Sunday, November 7, 2010

Database Normalization

What is Normalization?
Normalization is the process of efficiently organizing data in database. There are two goals of the normalization process.
          1. Eliminating redundant data (For example, storing the same data in more than one table).
          2. Ensuring data dependencies make sense (Only storing related data in a table).
The Normal Forms      
The database community has developed series of guidelines for ensuring those databases are normalized.
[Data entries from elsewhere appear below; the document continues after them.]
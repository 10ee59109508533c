use crate::domain::outcome::DispatchOutcome;
use std::path::{Path, PathBuf};
use thiserror::Error;
use time::{Date, macros::format_description};
use uuid::Uuid;

const DEBUG_DIR: &str = "debug";
const DEBUG_SUFFIX: &str = "_email.txt";

#[derive(Error, Debug)]
pub enum PersistenceError {
    #[error("failed to create directory {path}: {source}")]
    CreateDir { path: PathBuf, source: std::io::Error },
    #[error("failed to write {path}: {source}")]
    Write { path: PathBuf, source: std::io::Error },
    #[error("failed to encode outcome record: {0}")]
    Encode(#[from] serde_json::Error),
}

/// Flat audit log of dispatch attempts:
/// `{root}/{YYYY-MM-DD}/{success|failure}/{email_id}.json` plus optional
/// `{root}/{YYYY-MM-DD}/debug/{email_id}_email.txt`. Dates are UTC.
///
/// Files are written to a temporary sibling and renamed into place, so a
/// record is either absent or complete, and recording the same id twice on
/// the same day leaves only the second write.
#[derive(Debug, Clone)]
pub struct ResultRecorder {
    root: PathBuf,
}

impl ResultRecorder {
    #[must_use]
    pub fn new(root: impl Into<PathBuf>) -> Self {
        Self { root: root.into() }
    }

    #[must_use]
    pub fn outcome_path(&self, outcome: &DispatchOutcome) -> PathBuf {
        self.date_dir(outcome.timestamp.date())
            .join(outcome.status.as_str())
            .join(format!("{}.json", outcome.email_id))
    }

    #[must_use]
    pub fn debug_path(&self, date: Date, email_id: Uuid) -> PathBuf {
        self.date_dir(date).join(DEBUG_DIR).join(format!("{email_id}{DEBUG_SUFFIX}"))
    }

    /// Persists an outcome record.
    ///
    /// # Errors
    /// Returns a `PersistenceError` if the directory or file cannot be written.
    #[tracing::instrument(err, skip(self, outcome), fields(email_id = %outcome.email_id, status = outcome.status.as_str()))]
    pub async fn record(&self, outcome: &DispatchOutcome) -> Result<PathBuf, PersistenceError> {
        let path = self.outcome_path(outcome);
        let data = to_json_4_spaces(outcome)?;
        write_atomic(&path, &data).await?;
        tracing::debug!(path = %path.display(), "Outcome recorded");
        Ok(path)
    }

    /// Persists the fully rendered message for a debug-flagged request under
    /// `date`, which should be the date of the matching outcome record.
    ///
    /// # Errors
    /// Returns a `PersistenceError` if the directory or file cannot be written.
    #[tracing::instrument(err, skip(self, message), fields(email_id = %email_id))]
    pub async fn record_debug(&self, date: Date, email_id: Uuid, message: &[u8]) -> Result<PathBuf, PersistenceError> {
        let path = self.debug_path(date, email_id);
        write_atomic(&path, message).await?;
        Ok(path)
    }

    fn date_dir(&self, date: Date) -> PathBuf {
        let name = date
            .format(format_description!("[year]-[month]-[day]"))
            .unwrap_or_else(|_| format!("{}-{:02}-{:02}", date.year(), u8::from(date.month()), date.day()));
        self.root.join(name)
    }
}

fn to_json_4_spaces(outcome: &DispatchOutcome) -> Result<Vec<u8>, serde_json::Error> {
    let mut buf = Vec::new();
    let formatter = serde_json::ser::PrettyFormatter::with_indent(b"    ");
    let mut ser = serde_json::Serializer::with_formatter(&mut buf, formatter);
    serde::Serialize::serialize(outcome, &mut ser)?;
    Ok(buf)
}

async fn write_atomic(path: &Path, data: &[u8]) -> Result<(), PersistenceError> {
    let dir = path.parent().unwrap_or_else(|| Path::new("."));
    tokio::fs::create_dir_all(dir)
        .await
        .map_err(|source| PersistenceError::CreateDir { path: dir.to_path_buf(), source })?;

    let file_name = path.file_name().map(|n| n.to_string_lossy().into_owned()).unwrap_or_default();
    let tmp = dir.join(format!(".{file_name}.{}.tmp", Uuid::new_v4().simple()));

    if let Err(source) = tokio::fs::write(&tmp, data).await {
        let _ = tokio::fs::remove_file(&tmp).await;
        return Err(PersistenceError::Write { path: tmp, source });
    }

    tokio::fs::rename(&tmp, path).await.map_err(|source| PersistenceError::Write { path: path.to_path_buf(), source })
}
use clap::{Args, Parser, ValueEnum};
use ipnetwork::IpNetwork;
use std::path::{Path, PathBuf};
use thiserror::Error;

pub mod jsonc;
pub mod settings;

pub use settings::Settings;

/// Settings documents probed, in order, when no explicit path is given.
pub const DEFAULT_SETTINGS_PATHS: [&str; 2] = ["smtp_config.jsonc", "smtp_config.json"];

#[derive(Error, Debug)]
pub enum ConfigError {
    #[error("config file not found in paths: {0:?}")]
    NotFound(Vec<PathBuf>),
    #[error("failed to read config file {path}: {source}")]
    Read { path: PathBuf, source: std::io::Error },
    #[error("failed to parse config file {path}: {source}")]
    Parse { path: PathBuf, source: serde_json::Error },
}

#[derive(Clone, Debug, Parser)]
#[command(version, about, long_about = None)]
pub struct Config {
    /// Path to the settings document (comments are allowed when the name ends in .jsonc)
    #[arg(long, env = "MAIL_GATEWAY_SETTINGS")]
    pub settings: Option<PathBuf>,

    /// Root directory for outcome records and debug dumps
    #[arg(long, env = "MAIL_GATEWAY_DATA_DIR", default_value = "data")]
    pub data_dir: PathBuf,

    #[command(flatten)]
    pub server: ServerConfig,

    #[command(flatten)]
    pub cleanup: CleanupConfig,

    #[command(flatten)]
    pub telemetry: TelemetryConfig,
}

#[derive(Clone, Debug, Args)]
pub struct ServerConfig {
    /// Host to listen on
    #[arg(long, env = "MAIL_GATEWAY_HOST", default_value = "0.0.0.0")]
    pub host: String,

    /// Port to listen on (overrides the `port` key of the settings document)
    #[arg(long, env = "MAIL_GATEWAY_PORT")]
    pub port: Option<u16>,

    /// Comma-separated list of CIDRs whose X-Real-IP / X-Forwarded-For headers are trusted
    #[arg(
        long,
        env = "MAIL_GATEWAY_TRUSTED_PROXIES",
        default_value = "10.0.0.0/8,172.16.0.0/12,192.168.0.0/16,127.0.0.1/32",
        value_delimiter = ','
    )]
    pub trusted_proxies: Vec<IpNetwork>,

    /// How long to wait for in-flight dispatches during shutdown
    #[arg(long, env = "MAIL_GATEWAY_SHUTDOWN_TIMEOUT_SECS", default_value_t = 30)]
    pub shutdown_timeout_secs: u64,
}

#[derive(Clone, Debug, Args)]
pub struct CleanupConfig {
    /// How often to sweep staged attachments
    #[arg(long = "cleanup-interval-secs", env = "MAIL_GATEWAY_CLEANUP_INTERVAL_SECS", default_value_t = 3600)]
    pub interval_secs: u64,

    /// Age after which staged attachments are deleted (0 keeps them forever)
    #[arg(
        long = "attachment-retention-hours",
        env = "MAIL_GATEWAY_ATTACHMENT_RETENTION_HOURS",
        default_value_t = 0
    )]
    pub retention_hours: u64,
}

#[derive(Clone, Copy, Debug, Default, PartialEq, Eq, ValueEnum)]
pub enum LogFormat {
    #[default]
    Text,
    Json,
}

#[derive(Clone, Debug, Args)]
pub struct TelemetryConfig {
    /// Log output format
    #[arg(long, env = "MAIL_GATEWAY_LOG_FORMAT", value_enum, default_value_t = LogFormat::Text)]
    pub log_format: LogFormat,

    /// OTLP/HTTP collector endpoint; traces and metrics are only exported when set
    #[arg(long, env = "MAIL_GATEWAY_OTLP_ENDPOINT")]
    pub otlp_endpoint: Option<String>,
}

impl Config {
    #[must_use]
    pub fn load() -> Self {
        Self::parse()
    }

    /// Resolves the settings document to read: the explicit path if one was
    /// given, otherwise the first default name that exists.
    ///
    /// # Errors
    /// Returns `ConfigError::NotFound` if no candidate exists.
    pub fn settings_path(&self) -> Result<PathBuf, ConfigError> {
        if let Some(path) = &self.settings {
            return Ok(path.clone());
        }

        DEFAULT_SETTINGS_PATHS
            .iter()
            .map(Path::new)
            .find(|p| p.exists())
            .map(Path::to_path_buf)
            .ok_or_else(|| ConfigError::NotFound(DEFAULT_SETTINGS_PATHS.iter().map(PathBuf::from).collect()))
    }

    /// Loads the settings document named by [`Config::settings_path`].
    ///
    /// # Errors
    /// Returns a `ConfigError` if the file is missing, unreadable or malformed.
    pub fn load_settings(&self) -> Result<Settings, ConfigError> {
        Settings::load(&self.settings_path()?)
    }

    /// Listen port: the CLI/env override, else the settings document.
    #[must_use]
    pub fn listen_port(&self, settings: &Settings) -> u16 {
        self.server.port.unwrap_or(settings.port)
    }
}
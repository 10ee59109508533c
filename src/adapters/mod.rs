pub mod smtp;
pub mod storage;
use serde::Deserialize;
use thiserror::Error;

/// Declared kind of the message body.
#[derive(Debug, Clone, Copy, PartialEq, Eq)]
pub enum BodyType {
    Plain,
    Html,
}

impl BodyType {
    pub const PLAIN: &'static str = "plain";
    pub const HTML: &'static str = "html";

    /// Parses the wire name. Only the exact lowercase names are accepted.
    #[must_use]
    pub fn parse(raw: &str) -> Option<Self> {
        match raw {
            Self::PLAIN => Some(Self::Plain),
            Self::HTML => Some(Self::Html),
            _ => None,
        }
    }
}

fn default_body_type() -> String {
    BodyType::PLAIN.to_string()
}

/// An inbound send request, as accepted from either HTTP surface.
///
/// `body_type` is kept as the raw string so that validation, not
/// deserialization, decides whether it is acceptable. A missing `body_type`
/// defaults to `plain`; an explicit empty string does not.
#[derive(Debug, Clone, PartialEq, Eq, Deserialize)]
pub struct EmailRequest {
    pub recipient_email: String,
    pub subject: String,
    pub body: String,
    #[serde(default = "default_body_type")]
    pub body_type: String,
    #[serde(default)]
    pub debug: bool,
}

impl EmailRequest {
    /// Body kind for composition. Anything other than `html` is sent as plain
    /// text; validation has already rejected unknown kinds by then.
    #[must_use]
    pub fn body_kind(&self) -> BodyType {
        BodyType::parse(&self.body_type).unwrap_or(BodyType::Plain)
    }

    /// Coarse size figure stored in outcome records: the character counts of
    /// subject, body and recipient added together. Headers and attachments are
    /// not included.
    #[must_use]
    pub fn approximate_length(&self) -> usize {
        self.subject.chars().count() + self.body.chars().count() + self.recipient_email.chars().count()
    }
}

/// Length ceilings, in bytes, applied by [`validate`].
#[derive(Debug, Clone, Copy, PartialEq, Eq)]
pub struct ValidationLimits {
    pub max_recipient_len: usize,
    pub max_subject_len: usize,
    pub max_body_len: usize,
}

#[derive(Error, Debug, Clone, PartialEq, Eq)]
pub enum ValidationError {
    #[error("email address must be less than {max} characters")]
    RecipientTooLong { max: usize },
    #[error("subject must be less than {max} characters")]
    SubjectTooLong { max: usize },
    #[error("body content must be less than {max} characters")]
    BodyTooLong { max: usize },
    #[error("body type must be either 'plain' or 'html'")]
    InvalidBodyType,
    #[error("invalid email address format")]
    InvalidRecipient,
}

/// Checks a request against the configured limits. The first failing rule is
/// reported; rules run in a fixed order.
///
/// The recipient check only requires an `@` somewhere in the address. It is
/// not an RFC 5322 parser; malformed addresses that pass here fail later, at
/// composition time, and end up in a failure outcome record.
///
/// # Errors
/// Returns the `ValidationError` for the first violated rule.
pub fn validate(req: &EmailRequest, limits: &ValidationLimits) -> Result<(), ValidationError> {
    if req.recipient_email.len() > limits.max_recipient_len {
        return Err(ValidationError::RecipientTooLong { max: limits.max_recipient_len });
    }
    if req.subject.len() > limits.max_subject_len {
        return Err(ValidationError::SubjectTooLong { max: limits.max_subject_len });
    }
    if req.body.len() > limits.max_body_len {
        return Err(ValidationError::BodyTooLong { max: limits.max_body_len });
    }
    if BodyType::parse(&req.body_type).is_none() {
        return Err(ValidationError::InvalidBodyType);
    }
    if !req.recipient_email.contains('@') {
        return Err(ValidationError::InvalidRecipient);
    }
    Ok(())
}

#[cfg(test)]
mod tests {
    use super::*;

    const LIMITS: ValidationLimits = ValidationLimits { max_recipient_len: 64, max_subject_len: 255, max_body_len: 50_000 };

    fn request() -> EmailRequest {
        EmailRequest {
            recipient_email: "user@example.com".into(),
            subject: "Hi".into(),
            body: "Hello".into(),
            body_type: "plain".into(),
            debug: false,
        }
    }

    #[test]
    fn test_valid_request_passes() {
        assert_eq!(validate(&request(), &LIMITS), Ok(()));

        let html = EmailRequest { body_type: "html".into(), ..request() };
        assert_eq!(validate(&html, &LIMITS), Ok(()));
    }

    #[test]
    fn test_recipient_too_long_cites_limit() {
        let req = EmailRequest { recipient_email: format!("{}@example.com", "a".repeat(60)), ..request() };
        let err = validate(&req, &LIMITS).unwrap_err();
        assert_eq!(err, ValidationError::RecipientTooLong { max: 64 });
        assert_eq!(err.to_string(), "email address must be less than 64 characters");
    }

    #[test]
    fn test_limits_are_inclusive() {
        let req = EmailRequest { subject: "s".repeat(255), ..request() };
        assert!(validate(&req, &LIMITS).is_ok());

        let req = EmailRequest { subject: "s".repeat(256), ..request() };
        assert_eq!(validate(&req, &LIMITS), Err(ValidationError::SubjectTooLong { max: 255 }));
    }

    #[test]
    fn test_body_too_long() {
        let req = EmailRequest { body: "b".repeat(50_001), ..request() };
        assert_eq!(validate(&req, &LIMITS), Err(ValidationError::BodyTooLong { max: 50_000 }));
    }

    #[test]
    fn test_body_type_must_be_known() {
        for bad in ["", "markdown", "HTML", "text/plain"] {
            let req = EmailRequest { body_type: bad.into(), ..request() };
            assert_eq!(validate(&req, &LIMITS), Err(ValidationError::InvalidBodyType), "body_type {bad:?}");
        }
    }

    #[test]
    fn test_recipient_needs_at_sign() {
        let req = EmailRequest { recipient_email: "not-an-email".into(), ..request() };
        let err = validate(&req, &LIMITS).unwrap_err();
        assert_eq!(err.to_string(), "invalid email address format");
    }

    #[test]
    fn test_first_failure_wins() {
        let req = EmailRequest {
            recipient_email: "x".repeat(100),
            subject: "s".repeat(300),
            body_type: "rtf".into(),
            ..request()
        };
        assert_eq!(validate(&req, &LIMITS), Err(ValidationError::RecipientTooLong { max: 64 }));
    }

    #[test]
    fn test_body_type_defaults_to_plain_when_absent() {
        let req: EmailRequest =
            serde_json::from_str(r#"{"recipient_email":"a@b.c","subject":"s","body":"b"}"#).unwrap();
        assert_eq!(req.body_type, "plain");
        assert!(!req.debug);

        let req: EmailRequest =
            serde_json::from_str(r#"{"recipient_email":"a@b.c","subject":"s","body":"b","body_type":""}"#).unwrap();
        assert_eq!(validate(&req, &LIMITS), Err(ValidationError::InvalidBodyType));
    }

    #[test]
    fn test_approximate_length_counts_characters() {
        let req = EmailRequest { subject: "Hé".into(), ..request() };
        assert_eq!(req.approximate_length(), 2 + 5 + 16);
    }
}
These are referred to as normal forms and numbered for one through five.
          1. First Normal Form (1NF)
          First normal form (1NF) sets the very basic rules for an organized database.                                          
  •  Eliminate duplicative columns from the same table.
  • Create separate tables for each group of related data and identify each row with a unique column or set of columns.
For example, if an address attribute is considered atomic for given application, not including the city as part of the address would violate the first normal form.
2. Second Normal Form (2NF)
Second normal form (2NF) further addresses the concept of removing duplicative data
  •  Meet all the requirements of the first normal form.
  •  Remove subsets of data that apply to multiple rows of a table and place them in separate tables.
  •  Create relationships between these new tables and their predecessors through the use of foreign key.
As an example of violating the second normal form, suppose that you define a relation called order that represents information about order and order details. The order relation contains the following attributes: orderid, productid, orderdate, qty, customerid, and companyname. The primary key is defined on ordered and productid.

 Data model before applying 2NF

The second normal for is violated in above figure. Because there are nonkey attributes that depend only on part of a candidate key (the primary key in this example). For example, you can find the orderdate of order, as well as customerid and companyname, based on the ordered alone. To confirm to the second normal form, you would need to split your original relation into tow relation: Orders and OrderDetails. The Orders relation would include the attributes: ordered, orderdate, customerid and companyname. The primary key is defined on orderid. The OrderDetails relation would include

 Data model after applying 2NF and before 3NF

3. Third Normal Form (3NF)
Third normal form (3NF) goes one large step further:
  •  Meet all the requirements of the second normal form.
  •  Remove columns that are not dependent upon the primary key.
Our Orders and OrderDetails relations now conform to the second normal form. Remember that the Orders relation at this point contains the attributes orderid, orderdate, customerid, and companyname with the primary key defined on orderid. Both customerid and companyname depend on the whole primary key—orderid. For example, you need the whole primary key to find the customerid who placed the order. Similarly, you need the whole primary key to find the company name of the customer who placed the order. However, customerid and companyname are also dependent on each other. To meet the third normal form, you need to add a Customers relation with attributes customerid (primary key) and companyname and remove the companyname attribute from the Orders relation.

Data model after applying 3NF
 
4. Fourth Normal Form (4NF)
Finally, fourth normal form (4NF) has one additional requirement:
  •  Meet all the requirements of the third normal form.
  •  A relation is in 4NF if it has no multi-value dependencies.